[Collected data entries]
——

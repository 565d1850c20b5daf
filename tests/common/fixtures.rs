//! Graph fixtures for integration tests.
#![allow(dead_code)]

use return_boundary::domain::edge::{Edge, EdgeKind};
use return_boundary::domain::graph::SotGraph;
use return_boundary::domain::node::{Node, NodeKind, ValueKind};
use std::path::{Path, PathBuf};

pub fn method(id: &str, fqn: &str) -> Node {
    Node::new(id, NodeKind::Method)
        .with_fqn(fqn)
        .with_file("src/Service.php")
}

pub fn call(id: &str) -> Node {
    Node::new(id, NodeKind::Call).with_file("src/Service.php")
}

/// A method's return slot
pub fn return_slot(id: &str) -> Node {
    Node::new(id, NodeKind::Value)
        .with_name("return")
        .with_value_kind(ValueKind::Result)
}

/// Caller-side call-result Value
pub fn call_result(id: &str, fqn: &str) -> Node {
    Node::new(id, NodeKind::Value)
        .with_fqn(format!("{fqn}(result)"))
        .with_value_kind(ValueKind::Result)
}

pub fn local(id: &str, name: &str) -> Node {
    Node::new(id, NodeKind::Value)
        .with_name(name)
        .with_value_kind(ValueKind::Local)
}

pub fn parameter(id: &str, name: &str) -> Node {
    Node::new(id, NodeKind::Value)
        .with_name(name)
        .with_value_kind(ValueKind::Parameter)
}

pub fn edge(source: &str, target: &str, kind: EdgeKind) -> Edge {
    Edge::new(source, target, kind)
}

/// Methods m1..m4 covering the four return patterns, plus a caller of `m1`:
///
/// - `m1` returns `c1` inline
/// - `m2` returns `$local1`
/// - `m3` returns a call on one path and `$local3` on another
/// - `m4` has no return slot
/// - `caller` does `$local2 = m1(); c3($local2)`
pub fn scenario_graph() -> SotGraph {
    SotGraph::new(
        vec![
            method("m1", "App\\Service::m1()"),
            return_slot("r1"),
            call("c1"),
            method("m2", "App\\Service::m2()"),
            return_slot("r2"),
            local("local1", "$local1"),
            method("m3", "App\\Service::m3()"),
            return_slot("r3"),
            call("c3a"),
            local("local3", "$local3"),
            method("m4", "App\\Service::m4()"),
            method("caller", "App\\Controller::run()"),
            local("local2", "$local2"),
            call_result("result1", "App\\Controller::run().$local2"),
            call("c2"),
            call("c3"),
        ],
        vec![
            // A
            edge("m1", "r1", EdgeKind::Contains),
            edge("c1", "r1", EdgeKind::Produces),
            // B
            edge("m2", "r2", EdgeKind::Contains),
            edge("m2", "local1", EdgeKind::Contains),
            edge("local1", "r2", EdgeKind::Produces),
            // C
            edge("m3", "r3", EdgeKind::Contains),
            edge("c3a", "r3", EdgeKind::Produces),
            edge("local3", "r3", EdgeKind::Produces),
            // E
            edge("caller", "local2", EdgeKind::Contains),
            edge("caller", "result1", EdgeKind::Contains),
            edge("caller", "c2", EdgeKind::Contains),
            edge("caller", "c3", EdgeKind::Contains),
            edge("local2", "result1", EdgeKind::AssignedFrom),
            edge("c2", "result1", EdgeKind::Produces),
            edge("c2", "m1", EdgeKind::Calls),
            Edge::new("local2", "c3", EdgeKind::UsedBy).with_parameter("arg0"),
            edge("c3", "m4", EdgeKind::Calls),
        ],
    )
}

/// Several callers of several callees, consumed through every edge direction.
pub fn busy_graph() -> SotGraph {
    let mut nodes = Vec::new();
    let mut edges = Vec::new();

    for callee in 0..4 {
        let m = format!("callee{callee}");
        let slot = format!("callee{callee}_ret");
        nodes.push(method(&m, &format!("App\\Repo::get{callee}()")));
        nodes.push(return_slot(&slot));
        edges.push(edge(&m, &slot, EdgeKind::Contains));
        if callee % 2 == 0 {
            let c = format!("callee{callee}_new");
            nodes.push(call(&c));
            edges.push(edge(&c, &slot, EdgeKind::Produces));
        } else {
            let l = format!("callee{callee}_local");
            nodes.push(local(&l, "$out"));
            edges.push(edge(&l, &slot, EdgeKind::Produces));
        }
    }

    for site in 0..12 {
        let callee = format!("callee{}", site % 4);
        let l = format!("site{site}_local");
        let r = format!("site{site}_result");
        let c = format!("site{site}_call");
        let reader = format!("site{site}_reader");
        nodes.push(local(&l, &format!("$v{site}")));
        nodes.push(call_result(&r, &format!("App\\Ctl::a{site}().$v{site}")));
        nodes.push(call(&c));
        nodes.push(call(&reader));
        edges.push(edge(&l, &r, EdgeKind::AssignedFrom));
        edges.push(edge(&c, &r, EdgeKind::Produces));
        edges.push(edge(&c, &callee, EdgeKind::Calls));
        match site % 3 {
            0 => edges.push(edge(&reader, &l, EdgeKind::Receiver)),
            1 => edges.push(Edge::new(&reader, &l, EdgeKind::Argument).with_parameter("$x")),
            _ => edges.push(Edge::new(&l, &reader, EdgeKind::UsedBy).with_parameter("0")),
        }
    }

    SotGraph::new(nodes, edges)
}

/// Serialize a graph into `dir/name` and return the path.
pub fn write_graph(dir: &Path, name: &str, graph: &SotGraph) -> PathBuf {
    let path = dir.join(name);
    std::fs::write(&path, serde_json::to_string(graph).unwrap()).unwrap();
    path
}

——

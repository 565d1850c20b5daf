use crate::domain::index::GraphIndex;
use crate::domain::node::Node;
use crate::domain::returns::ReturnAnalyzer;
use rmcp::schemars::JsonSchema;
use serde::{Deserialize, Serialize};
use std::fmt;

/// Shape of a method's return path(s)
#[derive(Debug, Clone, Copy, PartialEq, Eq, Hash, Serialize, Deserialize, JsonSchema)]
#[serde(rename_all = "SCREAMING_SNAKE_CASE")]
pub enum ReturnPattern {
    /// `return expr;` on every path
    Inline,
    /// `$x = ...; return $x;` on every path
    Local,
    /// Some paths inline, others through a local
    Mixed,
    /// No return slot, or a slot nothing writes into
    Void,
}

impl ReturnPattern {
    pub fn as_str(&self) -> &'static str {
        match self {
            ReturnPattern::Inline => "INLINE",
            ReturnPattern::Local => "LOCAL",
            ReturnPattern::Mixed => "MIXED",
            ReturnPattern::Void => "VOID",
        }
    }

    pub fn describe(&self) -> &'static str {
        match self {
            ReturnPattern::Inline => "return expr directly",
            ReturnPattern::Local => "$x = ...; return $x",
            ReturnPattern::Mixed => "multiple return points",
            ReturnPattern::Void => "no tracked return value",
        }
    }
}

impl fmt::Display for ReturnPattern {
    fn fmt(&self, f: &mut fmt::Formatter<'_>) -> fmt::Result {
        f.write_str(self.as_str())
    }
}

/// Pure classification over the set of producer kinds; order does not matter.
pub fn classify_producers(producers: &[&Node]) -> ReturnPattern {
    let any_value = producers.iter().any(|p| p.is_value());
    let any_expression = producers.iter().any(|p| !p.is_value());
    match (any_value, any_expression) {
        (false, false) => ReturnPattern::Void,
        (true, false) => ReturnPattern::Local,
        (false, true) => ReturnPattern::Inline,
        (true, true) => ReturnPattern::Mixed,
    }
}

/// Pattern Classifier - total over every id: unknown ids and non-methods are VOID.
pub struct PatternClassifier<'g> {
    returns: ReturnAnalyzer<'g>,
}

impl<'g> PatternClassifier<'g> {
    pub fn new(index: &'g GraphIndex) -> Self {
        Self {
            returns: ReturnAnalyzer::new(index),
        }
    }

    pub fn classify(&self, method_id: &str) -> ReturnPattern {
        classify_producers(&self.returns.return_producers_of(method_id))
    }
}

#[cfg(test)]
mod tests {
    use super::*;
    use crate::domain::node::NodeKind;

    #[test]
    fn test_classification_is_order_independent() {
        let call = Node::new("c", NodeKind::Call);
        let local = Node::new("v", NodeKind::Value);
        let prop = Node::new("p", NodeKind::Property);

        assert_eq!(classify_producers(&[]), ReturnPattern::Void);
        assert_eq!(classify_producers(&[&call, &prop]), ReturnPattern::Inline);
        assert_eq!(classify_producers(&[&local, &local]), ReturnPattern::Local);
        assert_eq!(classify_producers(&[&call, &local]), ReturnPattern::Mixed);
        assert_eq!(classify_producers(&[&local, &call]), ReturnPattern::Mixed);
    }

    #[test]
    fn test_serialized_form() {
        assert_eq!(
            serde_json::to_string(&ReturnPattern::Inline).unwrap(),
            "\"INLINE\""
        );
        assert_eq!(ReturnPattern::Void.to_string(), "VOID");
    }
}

——

WHAT IS BEING ASKED.
State only how many lines above hold the string "static".

EXERCISE RESPONSE.
2